In the great mango grove five or six li to the southwest of the city (Ayodhyā), there is an old monastery where Asaṅga Bodhisattva received instructions and guided the common people. At night he went up to the place of Maitreya Bodhisattva in Tuṣita Heaven to learn the Yogācārabhūmi-śāstra, the Mahāyāna-sūtra-alaṃkāra-śāstra, the Madhyānta-vibhāga-śāstra, etc.; in the daytime, he lectured on the marvelous principles to a great audience.

Confusion over the idea of "supernaturally" visiting heavens may be due to the unfamiliarity of scholars with the Indian concept of heavens as being accessible through samādhi. Other advanced meditators recorded similar experiences of visiting Tuṣita Heaven at night. One such example of this is Hanshan Deqing during the Ming dynasty. In his autobiography, Hanshan describes the palace of Maitreya in Tuṣita, and hearing a lecture given by Bodhisattva Maitreya to a large group of his disciples.

=== Attributed works ===
The number of works attributed to him vary in the traditions of Tibetan Buddhism and Chinese Buddhism. In the Tibetan tradition the "five Dharmas of Maitreya" are:
- the Yogācārabhūmi śāstra, the encyclopedic and definitive text of the Yogacara school
- the Mahāyānasūtrālamkārakārikā, which presents the Mahāyāna path from the Yogācāra perspective
- the Dharmadharmatāvibhāga, a short Yogācāra work discussing the distinction and correlation (vibhāga) between phenomena (dharma) and reality (dharmatā)

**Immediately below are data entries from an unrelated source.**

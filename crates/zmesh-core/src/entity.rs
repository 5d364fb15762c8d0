//! 源实体
//!
//! 每个实体在读取时按文档顺序获得一个从 1 开始的序号（ordinal）。
//! 多段线爆炸、曲线离散产生的所有图元都沿用源实体的序号，
//! 因此序号必须在爆炸之前分配。

use crate::geometry::Geometry;
use crate::properties::ColorCode;
use serde::{Deserialize, Serialize};

/// 源实体序号（从 1 开始）
pub type Ordinal = usize;

/// CAD实体
#[derive(Debug, Clone, Serialize, Deserialize)]
pub struct Entity {
    /// 文档中的序号
    pub ordinal: Ordinal,

    /// 几何类型和数据（文档单位）
    pub geometry: Geometry,

    /// 颜色号
    pub color: ColorCode,
}

impl Entity {
    /// 创建新实体
    pub fn new(ordinal: Ordinal, geometry: Geometry) -> Self {
        Self {
            ordinal,
            geometry,
            color: ColorCode::ByLayer,
        }
    }

    /// 使用指定的颜色
    pub fn with_color(mut self, color: ColorCode) -> Self {
        self.color = color;
        self
    }
}
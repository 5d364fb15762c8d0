//! DXF → 节点/杆件/板 转换集成测试
//!
//! 用 `dxf` crate 构建图纸，保存到内存后走完整转换流程。

use dxf::entities::{
    Arc, Circle, Ellipse, Entity, EntityType, Face3D, Line, LwPolyline, ModelPoint, Polyline, Text,
    Vertex,
};
use dxf::enums::{AcadVersion, Units};
use dxf::{Color, Drawing, LwPolylineVertex, Point, Vector};
use std::io::{Cursor, Read};
use zmesh_core::geometry::Geometry;
use zmesh_file::convert::Conversion;
use zmesh_file::{convert, dxf_io, ConversionRequest, ConvertOptions, FileError, OutputMode};

fn drawing(units: Units) -> Drawing {
    let mut drawing = Drawing::new();
    drawing.header.version = AcadVersion::R2010;
    drawing.header.default_drawing_units = units;
    drawing
}

fn save(drawing: &Drawing) -> Vec<u8> {
    let mut buffer = Vec::new();
    drawing.save(&mut buffer).expect("save drawing");
    buffer
}

fn line(p1: (f64, f64, f64), p2: (f64, f64, f64)) -> Entity {
    let mut line = Line::default();
    line.p1 = Point::new(p1.0, p1.1, p1.2);
    line.p2 = Point::new(p2.0, p2.1, p2.2);
    Entity::new(EntityType::Line(line))
}

fn triangle() -> Entity {
    let mut face = Face3D::default();
    face.first_corner = Point::new(0.0, 0.0, 0.0);
    face.second_corner = Point::new(1.0, 0.0, 0.0);
    face.third_corner = Point::new(0.0, 1.0, 0.0);
    face.fourth_corner = Point::new(0.0, 1.0, 0.0);
    Entity::new(EntityType::Face3D(face))
}

fn text() -> Entity {
    let mut text = Text::default();
    text.value = "label".to_string();
    Entity::new(EntityType::Text(text))
}

/// 顶点为 (x, y, bulge)
fn lw_polyline(vertices: &[(f64, f64, f64)]) -> LwPolyline {
    let mut polyline = LwPolyline::default();
    for &(x, y, bulge) in vertices {
        let mut vertex = LwPolylineVertex::default();
        vertex.x = x;
        vertex.y = y;
        vertex.bulge = bulge;
        polyline.vertices.push(vertex);
    }
    polyline
}

/// 重型 POLYLINE，顶点为 (x, y, z, bulge)
fn heavy_polyline(drawing: &mut Drawing, flags: i32, vertices: &[(f64, f64, f64, f64)]) -> Entity {
    let mut polyline = Polyline::default();
    polyline.flags = flags;
    for &(x, y, z, bulge) in vertices {
        let mut vertex = Vertex::new(Point::new(x, y, z));
        vertex.bulge = bulge;
        polyline.add_vertex(drawing, vertex);
    }
    Entity::new(EntityType::Polyline(polyline))
}

fn run(bytes: &[u8], filename: &str, mode: OutputMode) -> Result<Conversion, FileError> {
    let request = ConversionRequest {
        filename,
        bytes,
        default_thickness: 5.0,
        mode,
    };
    convert(&request, &ConvertOptions::default())
}

fn run_text(drawing: &Drawing) -> String {
    let conversion = run(&save(drawing), "model.dxf", OutputMode::Single).expect("conversion");
    assert_eq!(conversion.output.name, "model.txt");
    String::from_utf8(conversion.output.bytes).expect("utf-8 output")
}

#[test]
fn test_millimeter_line_is_scaled_to_meters() {
    let mut drawing = drawing(Units::Millimeters);
    drawing.add_entity(line((0.0, 0.0, 0.0), (1000.0, 0.0, 0.0)));

    let text = run_text(&drawing);
    assert_eq!(
        text,
        "Wezly\r\n1 0,0 0,0 0,0\r\n2 1,0 0,0 0,0\r\nPrety\r\n1 1 2 0 0 0 0\r\n"
    );
}

#[test]
fn test_centimeter_scale() {
    let mut drawing = drawing(Units::Centimeters);
    drawing.add_entity(line((0.0, 0.0, 0.0), (0.0, 250.0, 0.0)));

    let text = run_text(&drawing);
    assert!(text.contains("2 0,0 2,5 0,0\r\n"), "{text}");
}

#[test]
fn test_triangle_face_uses_default_thickness() {
    let mut drawing = drawing(Units::Unitless);
    drawing.add_entity(triangle());

    let text = run_text(&drawing);
    assert_eq!(
        text,
        "Wezly\r\n\
         1 0,0 0,0 0,0\r\n\
         2 1,0 0,0 0,0\r\n\
         3 0,0 1,0 0,0\r\n\
         Plaskie\r\n\
         1 1 2 3 0 0 0,05\r\n"
    );
}

#[test]
fn test_face_color_overrides_thickness() {
    let mut drawing = drawing(Units::Unitless);
    let mut face = triangle();
    face.common.color = Color::from_index(20);
    drawing.add_entity(face);

    let text = run_text(&drawing);
    assert!(text.ends_with("Plaskie\r\n1 1 2 3 0 0 0,2\r\n"), "{text}");
}

#[test]
fn test_polyline_chain_ordering() {
    let mut drawing = drawing(Units::Unitless);
    // 不支持的实体也占用序号，不影响分组
    drawing.add_entity(text());

    let polyline = lw_polyline(&[
        (0.0, 0.0, 0.0),
        (1.0, 0.0, 0.0),
        (1.0, 1.0, 0.0),
        (2.0, 1.0, 0.0),
    ]);
    let mut entity = Entity::new(EntityType::LwPolyline(polyline));
    entity.common.color = Color::from_index(3);
    drawing.add_entity(entity);

    let text = run_text(&drawing);
    assert!(
        text.ends_with("Prety\r\n1 1 2 0 0 0 3\r\n2 2 3 0 0 0 3\r\n3 3 4 0 0 0 3\r\n"),
        "{text}"
    );
}

#[test]
fn test_identical_entities_share_nodes() {
    let mut drawing = drawing(Units::Unitless);
    drawing.add_entity(line((0.0, 0.0, 0.0), (2.0, 0.0, 0.0)));
    drawing.add_entity(line((0.0, 0.0, 0.0), (2.0, 0.0, 0.0)));
    drawing.add_entity(line((2.0, 0.0, 0.0), (2.0, 3.0, 0.0)));

    let conversion = run(&save(&drawing), "model.dxf", OutputMode::Single).unwrap();
    assert_eq!(conversion.nodes, 3);
    assert_eq!(conversion.bars, 3);
    assert_eq!(conversion.plates, 0);
}

#[test]
fn test_distinct_coordinates_round_trip() {
    let mut drawing = drawing(Units::Unitless);
    drawing.add_entity(line((0.0, 0.0, 0.0), (1.0, 0.0, 0.0)));
    drawing.add_entity(line((5.0, 5.0, 5.0), (6.0, 5.0, 5.0)));
    let mut point = ModelPoint::default();
    point.location = Point::new(9.0, 9.0, 9.0);
    drawing.add_entity(Entity::new(EntityType::ModelPoint(point)));

    let conversion = run(&save(&drawing), "model.dxf", OutputMode::Single).unwrap();
    assert_eq!(conversion.nodes, 5);
    assert_eq!(conversion.bars, 2);

    let text = String::from_utf8(conversion.output.bytes).unwrap();
    assert!(text.contains("5 9,0 9,0 9,0\r\n"), "{text}");
}

#[test]
fn test_circle_becomes_closed_bar_loop() {
    let mut drawing = drawing(Units::Unitless);
    let mut circle = Circle::default();
    circle.center = Point::new(0.0, 0.0, 0.0);
    circle.radius = 1.0;
    let mut entity = Entity::new(EntityType::Circle(circle));
    entity.common.color = Color::from_index(12);
    drawing.add_entity(entity);

    let conversion = run(&save(&drawing), "model.dxf", OutputMode::Single).unwrap();
    // 默认 6° 步长：60 个节点，60 根杆件首尾相连
    assert_eq!(conversion.nodes, 60);
    assert_eq!(conversion.bars, 60);
    let text = String::from_utf8(conversion.output.bytes).unwrap();
    assert!(text.contains("60 60 1 0 0 0 12\r\n"), "{text}");
}

#[test]
fn test_paper_space_entities_are_ignored() {
    let mut drawing = drawing(Units::Unitless);
    drawing.add_entity(line((0.0, 0.0, 0.0), (1.0, 0.0, 0.0)));
    let mut paper = line((7.0, 7.0, 0.0), (8.0, 7.0, 0.0));
    paper.common.is_in_paper_space = true;
    drawing.add_entity(paper);

    let conversion = run(&save(&drawing), "model.dxf", OutputMode::Single).unwrap();
    assert_eq!(conversion.nodes, 2);
}

#[test]
fn test_unsupported_entities_only() {
    let mut drawing = drawing(Units::Unitless);
    drawing.add_entity(text());

    let err = run(&save(&drawing), "model.dxf", OutputMode::Single).unwrap_err();
    assert!(matches!(err, FileError::EmptyGeometry), "{err:?}");
}

#[test]
fn test_wrong_extension_is_rejected() {
    let mut drawing = drawing(Units::Unitless);
    drawing.add_entity(line((0.0, 0.0, 0.0), (1.0, 0.0, 0.0)));

    let err = run(&save(&drawing), "model.txt", OutputMode::Single).unwrap_err();
    assert!(matches!(err, FileError::Format(_)), "{err:?}");
}

#[test]
fn test_non_utf8_is_rejected() {
    let mut bytes = save(&drawing(Units::Unitless));
    bytes.extend_from_slice(&[0xc3, 0x28]);

    let err = run(&bytes, "model.dxf", OutputMode::Single).unwrap_err();
    assert!(matches!(err, FileError::Format(_)), "{err:?}");
}

#[test]
fn test_pre_2007_version_is_rejected() {
    let mut drawing = drawing(Units::Unitless);
    drawing.header.version = AcadVersion::R2000;
    drawing.add_entity(line((0.0, 0.0, 0.0), (1.0, 0.0, 0.0)));

    let err = run(&save(&drawing), "model.dxf", OutputMode::Single).unwrap_err();
    assert!(matches!(err, FileError::Format(_)), "{err:?}");
}

#[test]
fn test_archive_output() {
    let mut drawing = drawing(Units::Millimeters);
    drawing.add_entity(line((0.0, 0.0, 0.0), (1000.0, 0.0, 0.0)));
    drawing.add_entity(triangle());

    let conversion = run(&save(&drawing), "my model.DXF", OutputMode::Archive).unwrap();
    assert_eq!(conversion.output.name, "my_model.zip");

    let mut archive = zip::ZipArchive::new(Cursor::new(conversion.output.bytes)).unwrap();
    assert_eq!(archive.len(), 3);

    let mut nodes = String::new();
    archive
        .by_name("Wezly-my_model.txt")
        .unwrap()
        .read_to_string(&mut nodes)
        .unwrap();
    assert!(nodes.starts_with("Wezly\r\n1 0,0 0,0 0,0\r\n2 1,0 0,0 0,0\r\n"));

    let mut plates = String::new();
    archive
        .by_name("Plaskie-my_model.txt")
        .unwrap()
        .read_to_string(&mut plates)
        .unwrap();
    // 三角形 (0,0,0)(1,0,0)(0,1,0) 按毫米缩放后为 (0,0,0)(0.001,0,0)(0,0.001,0)
    assert_eq!(plates, "Plaskie\r\n1 1 3 4 0 0 0,05\r\n");
}

#[test]
fn test_lwpolyline_elevation() {
    let mut drawing = drawing(Units::Unitless);
    let mut entity = Entity::new(EntityType::LwPolyline(lw_polyline(&[
        (0.0, 0.0, 0.0),
        (1.0, 0.0, 0.0),
    ])));
    entity.common.elevation = 2.0;
    drawing.add_entity(entity);

    let text = run_text(&drawing);
    assert_eq!(
        text,
        "Wezly\r\n1 0,0 0,0 2,0\r\n2 1,0 0,0 2,0\r\nPrety\r\n1 1 2 0 0 0 0\r\n"
    );
}

#[test]
fn test_lwpolyline_bulge_becomes_arc() {
    let mut drawing = drawing(Units::Unitless);
    // 凸度 1：(0,0) 到 (2,0) 的逆时针半圆，经过 (1,-1)
    drawing.add_entity(Entity::new(EntityType::LwPolyline(lw_polyline(&[
        (0.0, 0.0, 1.0),
        (2.0, 0.0, 0.0),
    ]))));

    let conversion = run(&save(&drawing), "model.dxf", OutputMode::Single).unwrap();
    assert_eq!(conversion.nodes, 31);
    assert_eq!(conversion.bars, 30);
    let text = String::from_utf8(conversion.output.bytes).unwrap();
    assert!(text.starts_with("Wezly\r\n1 0,0 0,0 0,0\r\n"), "{text}");
    assert!(text.contains("16 1,0 -1,0 0,0\r\n"), "{text}");
    assert!(text.contains("31 2,0 0,0 0,0\r\n"), "{text}");
}

#[test]
fn test_arc_angles_are_degrees() {
    let mut drawing = drawing(Units::Unitless);
    drawing.add_entity(Entity::new(EntityType::Arc(Arc::new(
        Point::new(0.0, 0.0, 0.0),
        1.0,
        0.0,
        90.0,
    ))));

    let conversion = run(&save(&drawing), "model.dxf", OutputMode::Single).unwrap();
    // 90° 扫掠，6° 步长：15 段
    assert_eq!(conversion.nodes, 16);
    assert_eq!(conversion.bars, 15);
    let text = String::from_utf8(conversion.output.bytes).unwrap();
    assert!(text.starts_with("Wezly\r\n1 1,0 0,0 0,0\r\n"), "{text}");
    assert!(text.contains("16 0,0 1,0 0,0\r\n"), "{text}");
}

#[test]
fn test_full_ellipse() {
    let mut drawing = drawing(Units::Unitless);
    let mut ellipse = Ellipse::default();
    ellipse.center = Point::new(0.0, 0.0, 0.0);
    ellipse.major_axis = Vector::new(2.0, 0.0, 0.0);
    ellipse.minor_axis_ratio = 0.5;
    let mut entity = Entity::new(EntityType::Ellipse(ellipse));
    entity.common.color = Color::from_index(7);
    drawing.add_entity(entity);

    let conversion = run(&save(&drawing), "model.dxf", OutputMode::Single).unwrap();
    assert_eq!(conversion.nodes, 60);
    assert_eq!(conversion.bars, 60);
    let text = String::from_utf8(conversion.output.bytes).unwrap();
    assert!(text.contains("16 0,0 1,0 0,0\r\n"), "{text}");
    assert!(text.contains("31 -2,0 0,0 0,0\r\n"), "{text}");
    assert!(text.contains("60 60 1 0 0 0 7\r\n"), "{text}");
}

#[test]
fn test_heavy_2d_polyline_uses_elevation_and_bulge() {
    let mut drawing = drawing(Units::Unitless);
    let mut entity = heavy_polyline(
        &mut drawing,
        0,
        &[(0.0, 0.0, 0.0, 1.0), (2.0, 0.0, 0.0, 0.0)],
    );
    if let EntityType::Polyline(polyline) = &mut entity.specific {
        polyline.location = Point::new(0.0, 0.0, 3.0);
    }
    drawing.add_entity(entity);

    let conversion = run(&save(&drawing), "model.dxf", OutputMode::Single).unwrap();
    assert_eq!(conversion.nodes, 31);
    assert_eq!(conversion.bars, 30);
    let text = String::from_utf8(conversion.output.bytes).unwrap();
    assert!(text.starts_with("Wezly\r\n1 0,0 0,0 3,0\r\n"), "{text}");
    assert!(text.contains("16 1,0 -1,0 3,0\r\n"), "{text}");
}

#[test]
fn test_heavy_3d_polyline() {
    let mut drawing = drawing(Units::Unitless);
    let entity = heavy_polyline(
        &mut drawing,
        8,
        &[(0.0, 0.0, 0.0, 0.0), (1.0, 0.0, 1.0, 0.0), (1.0, 1.0, 2.0, 0.0)],
    );
    drawing.add_entity(entity);

    let text = run_text(&drawing);
    assert_eq!(
        text,
        "Wezly\r\n\
         1 0,0 0,0 0,0\r\n\
         2 1,0 0,0 1,0\r\n\
         3 1,0 1,0 2,0\r\n\
         Prety\r\n\
         1 1 2 0 0 0 0\r\n\
         2 2 3 0 0 0 0\r\n"
    );
}

#[test]
fn test_mesh_polylines_are_skipped_but_numbered() {
    let mut drawing = drawing(Units::Unitless);
    let square = [
        (5.0, 5.0, 0.0, 0.0),
        (6.0, 5.0, 0.0, 0.0),
        (6.0, 6.0, 0.0, 0.0),
        (5.0, 6.0, 0.0, 0.0),
    ];
    let polyface = heavy_polyline(&mut drawing, 64, &square);
    drawing.add_entity(polyface);
    let polygon_mesh = heavy_polyline(&mut drawing, 16, &square);
    drawing.add_entity(polygon_mesh);
    drawing.add_entity(line((0.0, 0.0, 0.0), (1.0, 0.0, 0.0)));

    let bytes = save(&drawing);
    let document = dxf_io::load(&bytes, "model.dxf").unwrap();
    assert_eq!(document.skipped_count(), 2);
    let entities = document.entities();
    assert_eq!(entities.len(), 1);
    assert_eq!(entities[0].ordinal, 3);
    assert!(matches!(entities[0].geometry, Geometry::Line(_)));

    let conversion = run(&bytes, "model.dxf", OutputMode::Single).unwrap();
    assert_eq!(conversion.nodes, 2);
    assert_eq!(conversion.bars, 1);
}

#[test]
fn test_zero_length_line_keeps_its_bar() {
    let mut drawing = drawing(Units::Unitless);
    drawing.add_entity(line((1.0, 1.0, 0.0), (1.0001, 1.0, 0.0)));

    let text = run_text(&drawing);
    assert_eq!(text, "Wezly\r\n1 1,0 1,0 0,0\r\nPrety\r\n1 1 1 0 0 0 0\r\n");
}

- the Madhyāntavibhāgakārikā, 112 verses that are a key work in Yogācāra philosophy
- the Abhisamayalankara, which summarizes the Prajnaparamita sūtras, which the Mādhyamaka school regards as presenting the ultimate truth
- the Ratnagotravibhāga, also known as the Uttāratantra śāstra, a compendium of the Buddha-nature literature
The Chinese tradition meanwhile maintains that the five revealed scriptures are: the Yogācārabhūmi, *Yogavibhāga [now lost], Mahāyānasūtrālamkārakā, Madhyāntavibhāga and the Vajracchedikākāvyākhyā.